Corker had no role in drafting tax change he could benefit from, Senate finance chair says

Sen. Bob Corker speaks at an EPB event on Sept. 22.
Sen. Bob Corker speaks at an EPB event on Sept. 22.

The chairman of the Senate Finance Committee today dismissed published reports that U.S. Sen. Bob Corker had any influence in shaping the tax treatment of commercial real estate in the tax reform measure moving through Congress.

Corker, a former Chattanooga mayor and commercial real estate builder and developer, decided last week to support the GOP tax plan after previously voicing opposition to the developing plan.

According to a report by the International Business Times, Republican leaders added a last-minute provision to the bill that would reduce taxes on income from real-estate LLCs. Corker, who owns a large amount of commercial real estate, made up to $7 million last year in such income, according to the paper and Corker's annual financial disclosure filings.

U.S. Sen.

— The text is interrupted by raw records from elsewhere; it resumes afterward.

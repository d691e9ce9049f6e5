use {
    crate::PlayerProfile,
    bevy::prelude::*,
    disaster_events::DisasterResolved,
    kitchen_events::{DishCompleted, Notification},
    order_events::OrderCompleted,
    progression_assets::ProgressionConfig,
    progression_events::{GainXp, LevelUp, RecipeDiscovered},
    recipe_assets::RecipeCatalog,
};

/// Serving fast enough for this bonus counts as a perfect dish.
const PERFECT_BONUS_THRESHOLD: f32 = 0.8;

/// Awards XP and walks the level table. A single award can cross several
/// thresholds; one `LevelUp` reports the final level and everything
/// unlocked on the way.
pub fn gain_xp(
    trigger: On<GainXp>,
    mut commands: Commands,
    mut profile: ResMut<PlayerProfile>,
    config: Res<ProgressionConfig>,
) {
    let event = trigger.event();
    profile.total_xp += event.amount;
    profile.xp += event.amount;
    commands.trigger(Notification::info(format!(
        "+{} XP - {}",
        event.amount, event.reason
    )));

    let mut unlocked = Vec::new();
    let mut leveled_up = false;
    while let Some(next) = config.level(profile.level + 1) {
        if profile.total_xp < next.xp_required {
            break;
        }
        profile.level += 1;
        profile.xp = profile.total_xp - next.xp_required;
        for ingredient in &next.unlock_ingredients {
            if !profile.is_unlocked(ingredient) {
                profile.unlocked_ingredients.push(ingredient.clone());
                unlocked.push(ingredient.clone());
            }
        }
        leveled_up = true;
    }

    if leveled_up {
        let reached = config.level(profile.level);
        let title = reached.map_or_else(|| "Chef".to_string(), |l| l.title.clone());
        let message = reached.map_or_else(String::new, |l| l.unlocks_message.clone());
        info!(level = profile.level, title = %title, "level up");
        commands.trigger(Notification::info(format!("Level Up! You are now a {title}!")));
        commands.trigger(LevelUp {
            new_level: profile.level,
            title,
            message,
            unlocked_ingredients: unlocked,
        });
    }
}

/// Counts the dish, awards its XP and handles first-time discovery.
pub fn on_dish_completed(
    trigger: On<DishCompleted>,
    mut commands: Commands,
    mut profile: ResMut<PlayerProfile>,
    config: Res<ProgressionConfig>,
    recipes: Res<RecipeCatalog>,
) {
    let event = trigger.event();
    profile.stats.recipes_completed += 1;

    let name = recipes
        .get(&event.recipe_id)
        .map_or_else(|| event.recipe_id.clone(), |r| r.display_name.clone());
    commands.trigger(GainXp {
        amount: event.xp_reward,
        reason: format!("Completed {name}"),
    });

    if !profile.has_discovered(&event.recipe_id) {
        profile.discovered_recipes.push(event.recipe_id.clone());
        info!(recipe_id = %event.recipe_id, "recipe discovered");
        commands.trigger(RecipeDiscovered {
            recipe_id: event.recipe_id.clone(),
        });
        if config.discovery_bonus_xp > 0 {
            commands.trigger(GainXp {
                amount: config.discovery_bonus_xp,
                reason: format!("New recipe discovered: {name}"),
            });
        }
    }
}

pub fn on_order_completed(trigger: On<OrderCompleted>, mut profile: ResMut<PlayerProfile>) {
    let event = trigger.event();
    profile.stats.customers_served += 1;
    if event.speed_bonus > PERFECT_BONUS_THRESHOLD {
        profile.stats.perfect_dishes += 1;
    }
}

pub fn on_disaster_resolved(_trigger: On<DisasterResolved>, mut profile: ResMut<PlayerProfile>) {
    profile.stats.disasters_handled += 1;
}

Orrin Hatch, R-Utah, the author of the legislation changing the taxation of real estate limited partnerships, said in a letter released today that reports that Corker had any role in the drafting of the real estate-related tax language are "categorically false." Hatch said the proposed changes have been debated and considered for the past year and were included in the House-passed version of the tax package, although the language was not in the original Senate version.

The change would allow real estate businesses to take advantage of a new tax break that's planned for partnerships, limited liability companies and other so-called "pass-through" businesses.

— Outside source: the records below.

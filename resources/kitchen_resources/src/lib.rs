//! Runtime kitchen model: stations, item instances and vessel heat.
//!
//! The `Kitchen` resource owns every live item. An item belongs to exactly
//! one station list (or to a composite that does), and moving an item is
//! always remove-then-insert, never a copy.

use {
    bevy::prelude::*,
    serde::{Deserialize, Serialize},
    std::collections::HashMap,
};

/// How long a single cook action keeps a vessel visibly heating.
pub const HEAT_PULSE_SECS: f32 = 2.5;

/// A fixed location in the kitchen holding zero or more items.
#[derive(Debug, Clone, Copy, PartialEq, Eq, Hash, Reflect, Serialize, Deserialize)]
pub enum StationKind {
    CuttingBoard,
    MixingBowl,
    Pot,
    Pan,
    Plate,
    Sink,
    Workspace,
}

impl StationKind {
    pub const ALL: [StationKind; 7] = [
        StationKind::CuttingBoard,
        StationKind::MixingBowl,
        StationKind::Pot,
        StationKind::Pan,
        StationKind::Plate,
        StationKind::Sink,
        StationKind::Workspace,
    ];

    /// Pot and pan accumulate heat; no other station does.
    pub fn is_vessel(self) -> bool {
        matches!(self, StationKind::Pot | StationKind::Pan)
    }
}

/// Hand tools the player can apply to a station.
#[derive(Debug, Clone, Copy, PartialEq, Eq, Hash, Reflect)]
pub enum Tool {
    Knife,
    Peeler,
    Grater,
    Whisk,
    RollingMat,
}

#[derive(Debug, Clone, Copy, PartialEq, Eq, Hash, PartialOrd, Ord)]
pub struct ItemId(pub u64);

/// Hands out unique item ids for the lifetime of a session.
#[derive(Resource, Debug, Default)]
pub struct ItemIdGen(u64);

impl ItemIdGen {
    pub fn next_id(&mut self) -> ItemId {
        self.0 += 1;
        ItemId(self.0)
    }
}

/// What an item instance actually is.
///
/// Composites (`MixedBowl`, `SushiRoll`) own their children exclusively;
/// absorbed items are removed from their station and live only inside the
/// composite from then on.
#[derive(Debug, Clone, PartialEq)]
pub enum ItemKind {
    Ingredient { ingredient: String, state: String },
    MixedBowl { contents: Vec<ItemInstance> },
    SushiRoll { contents: Vec<ItemInstance> },
    CompletedDish { recipe: String },
}

/// A mutable runtime item. `washed`/`peeled`/`grated` are cosmetic flags
/// that never affect recipe matching.
#[derive(Debug, Clone, PartialEq)]
pub struct ItemInstance {
    pub id: ItemId,
    pub kind: ItemKind,
    pub washed: bool,
    pub peeled: bool,
    pub grated: bool,
}

impl ItemInstance {
    pub fn ingredient(id: ItemId, ingredient: impl Into<String>, state: impl Into<String>) -> Self {
        Self {
            id,
            kind: ItemKind::Ingredient {
                ingredient: ingredient.into(),
                state: state.into(),
            },
            washed: false,
            peeled: false,
            grated: false,
        }
    }

    pub fn completed_dish(id: ItemId, recipe: impl Into<String>) -> Self {
        Self {
            id,
            kind: ItemKind::CompletedDish {
                recipe: recipe.into(),
            },
            washed: false,
            peeled: false,
            grated: false,
        }
    }

    pub fn mixed_bowl(id: ItemId, contents: Vec<ItemInstance>) -> Self {
        Self {
            id,
            kind: ItemKind::MixedBowl { contents },
            washed: false,
            peeled: false,
            grated: false,
        }
    }

    pub fn sushi_roll(id: ItemId, contents: Vec<ItemInstance>) -> Self {
        Self {
            id,
            kind: ItemKind::SushiRoll { contents },
            washed: false,
            peeled: false,
            grated: false,
        }
    }

    /// Ingredient id and current state, if this is a plain ingredient.
    pub fn as_ingredient(&self) -> Option<(&str, &str)> {
        match &self.kind {
            ItemKind::Ingredient { ingredient, state } => {
                Some((ingredient.as_str(), state.as_str()))
            }
            _ => None,
        }
    }

    pub fn is_ingredient(&self, id: &str) -> bool {
        matches!(&self.kind, ItemKind::Ingredient { ingredient, .. } if ingredient == id)
    }

    pub fn is_composite(&self) -> bool {
        matches!(
            self.kind,
            ItemKind::MixedBowl { .. } | ItemKind::SushiRoll { .. }
        )
    }
}

/// All station contents. Insertion order within a station is preserved for
/// the UI but carries no gameplay meaning.
#[derive(Resource, Debug, Default)]
pub struct Kitchen {
    stations: HashMap<StationKind, Vec<ItemInstance>>,
}

impl Kitchen {
    pub fn items(&self, station: StationKind) -> &[ItemInstance] {
        self.stations.get(&station).map_or(&[], Vec::as_slice)
    }

    pub fn items_mut(&mut self, station: StationKind) -> &mut Vec<ItemInstance> {
        self.stations.entry(station).or_default()
    }

    pub fn is_empty(&self, station: StationKind) -> bool {
        self.items(station).is_empty()
    }

    pub fn insert(&mut self, station: StationKind, item: ItemInstance) {
        self.items_mut(station).push(item);
    }

    /// Removes and returns the item, keeping single-ownership intact.
    pub fn remove(&mut self, station: StationKind, id: ItemId) -> Option<ItemInstance> {
        let items = self.stations.get_mut(&station)?;
        let index = items.iter().position(|item| item.id == id)?;
        Some(items.remove(index))
    }

    /// Empties the station and hands back whatever was there.
    pub fn clear(&mut self, station: StationKind) -> Vec<ItemInstance> {
        self.stations.remove(&station).unwrap_or_default()
    }

    pub fn find(&self, station: StationKind, id: ItemId) -> Option<&ItemInstance> {
        self.items(station).iter().find(|item| item.id == id)
    }

    /// The station currently holding the item, if any.
    pub fn station_of(&self, id: ItemId) -> Option<StationKind> {
        StationKind::ALL
            .into_iter()
            .find(|&station| self.find(station, id).is_some())
    }
}

/// Sustained-heat state for one vessel.
///
/// `heating` flips on with every cook action and off when the pulse timer
/// lapses; `seconds` counts sustained-heat seconds for the disaster engine
/// and resets the instant heat stops.
#[derive(Debug)]
pub struct VesselHeat {
    pub heating: bool,
    pub pulse: Timer,
    pub seconds: u32,
}

impl Default for VesselHeat {
    fn default() -> Self {
        Self {
            heating: false,
            pulse: Timer::from_seconds(HEAT_PULSE_SECS, TimerMode::Once),
            seconds: 0,
        }
    }
}

impl VesselHeat {
    /// Starts (or refreshes) the heat pulse.
    pub fn pulse_on(&mut self) {
        self.heating = true;
        self.pulse.reset();
    }

    pub fn shut_off(&mut self) {
        self.heating = false;
        self.seconds = 0;
    }
}

#[derive(Resource, Debug, Default)]
pub struct HeatTracker {
    pub pan: VesselHeat,
    pub pot: VesselHeat,
}

impl HeatTracker {
    pub fn vessel_mut(&mut self, station: StationKind) -> Option<&mut VesselHeat> {
        match station {
            StationKind::Pan => Some(&mut self.pan),
            StationKind::Pot => Some(&mut self.pot),
            _ => None,
        }
    }

    pub fn reset_all(&mut self) {
        self.pan.shut_off();
        self.pot.shut_off();
    }
}

#[cfg(test)]
mod tests {
    use super::*;

    #[test]
    fn remove_then_insert_keeps_single_ownership() {
        let mut id_gen = ItemIdGen::default();
        let mut kitchen = Kitchen::default();
        let item = ItemInstance::ingredient(id_gen.next_id(), "rice", "dry");
        let id = item.id;

        kitchen.insert(StationKind::Sink, item);
        assert_eq!(kitchen.station_of(id), Some(StationKind::Sink));

        let moved = kitchen.remove(StationKind::Sink, id).expect("item present");
        kitchen.insert(StationKind::Pot, moved);

        assert_eq!(kitchen.station_of(id), Some(StationKind::Pot));
        assert!(kitchen.is_empty(StationKind::Sink));
    }

    #[test]
    fn clear_empties_the_station() {
        let mut id_gen = ItemIdGen::default();
        let mut kitchen = Kitchen::default();
        kitchen.insert(
            StationKind::Pan,
            ItemInstance::ingredient(id_gen.next_id(), "egg", "raw"),
        );
        kitchen.insert(
            StationKind::Pan,
            ItemInstance::ingredient(id_gen.next_id(), "rice", "cooked"),
        );

        let removed = kitchen.clear(StationKind::Pan);
        assert_eq!(removed.len(), 2);
        assert!(kitchen.is_empty(StationKind::Pan));
    }

    #[test]
    fn heat_pulse_refresh_and_shut_off() {
        let mut heat = HeatTracker::default();
        let pan = heat.vessel_mut(StationKind::Pan).unwrap();
        pan.pulse_on();
        pan.seconds = 12;
        assert!(pan.heating);

        pan.shut_off();
        assert!(!pan.heating);
        assert_eq!(pan.seconds, 0);

        assert!(heat.vessel_mut(StationKind::Sink).is_none());
    }
}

"This last-minute provision will significantly benefit the ultra-wealthy real estate investor, including the president and lawmakers on both sides of the aisle, resulting in a timely tax-reduction gift for the holidays," Harvey Bezozi, a certified public accountant and the founder of YourFinancialWizard.com, told Bloomberg news today. "Ordinary people who invest in rental real estate will also benefit."

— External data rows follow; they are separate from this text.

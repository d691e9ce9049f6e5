//! Chef-level table and starter set, loaded from `.progression.ron`.

use {
    bevy::prelude::*,
    bevy_common_assets::ron::RonAssetPlugin,
    serde::{Deserialize, Serialize},
};

pub struct ProgressionAssetsPlugin;

impl Plugin for ProgressionAssetsPlugin {
    fn build(&self, app: &mut App) {
        app.add_plugins(RonAssetPlugin::<ChefLevelsDefinition>::new(&[
            "progression.ron",
        ]))
        .init_resource::<ProgressionConfig>();
    }
}

#[derive(Debug, Clone, Serialize, Deserialize)]
pub struct ChefLevel {
    pub level: u32,
    pub title: String,
    /// Lifetime XP needed to reach this level.
    pub xp_required: u32,
    #[serde(default)]
    pub unlocks_message: String,
    /// Ingredients unlocked on reaching this level.
    #[serde(default)]
    pub unlock_ingredients: Vec<String>,
}

#[derive(Asset, TypePath, Debug, Clone, Serialize, Deserialize)]
pub struct ChefLevelsDefinition {
    /// Ascending by level; thresholds are non-decreasing.
    pub levels: Vec<ChefLevel>,
    /// Unlocked from the first session onward.
    pub starter_ingredients: Vec<String>,
    /// One-time bonus for completing a recipe never made before.
    pub discovery_bonus_xp: u32,
}

/// Plain-resource copy of the loaded definition, built during the loading
/// phase so gameplay systems never touch `Assets` handles.
#[derive(Resource, Debug, Clone, Default)]
pub struct ProgressionConfig {
    pub levels: Vec<ChefLevel>,
    pub starter_ingredients: Vec<String>,
    pub discovery_bonus_xp: u32,
}

impl ProgressionConfig {
    pub fn from_definition(def: &ChefLevelsDefinition) -> Self {
        Self {
            levels: def.levels.clone(),
            starter_ingredients: def.starter_ingredients.clone(),
            discovery_bonus_xp: def.discovery_bonus_xp,
        }
    }

    pub fn level(&self, level: u32) -> Option<&ChefLevel> {
        self.levels.iter().find(|l| l.level == level)
    }
}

James Repetti, a tax law professor at Boston College Law School, called the measure "a windfall for real estate developers."

Although Corker could benefit from the change, the Tennessee Republican has been a skeptic of the merits of such changes in the past, Hatch said.

"To the contrary (of reports indicating Corker may favor the cut in real estate partnership taxes), virtually all the concerns you had raised in the past about the treatment of pass-through businesses in tax reform were to voice skepticism about the generosity of various proposals under consideration," Hatch said in a letter to Corker today. "It takes a great deal of imagination – and likely no small amount of partisanship – to argue that a provision that has been public for over a month, debated on the floor of the House of Representatives, included in a House-passed bill, and identified by JCT as an issue requiring a compromise between conferees is somehow a covert and last-minute addition to the conference report."

The House is expected to vote on the sweeping tax reform and tax cut measure on Tuesday with a Senate vote expected later this week.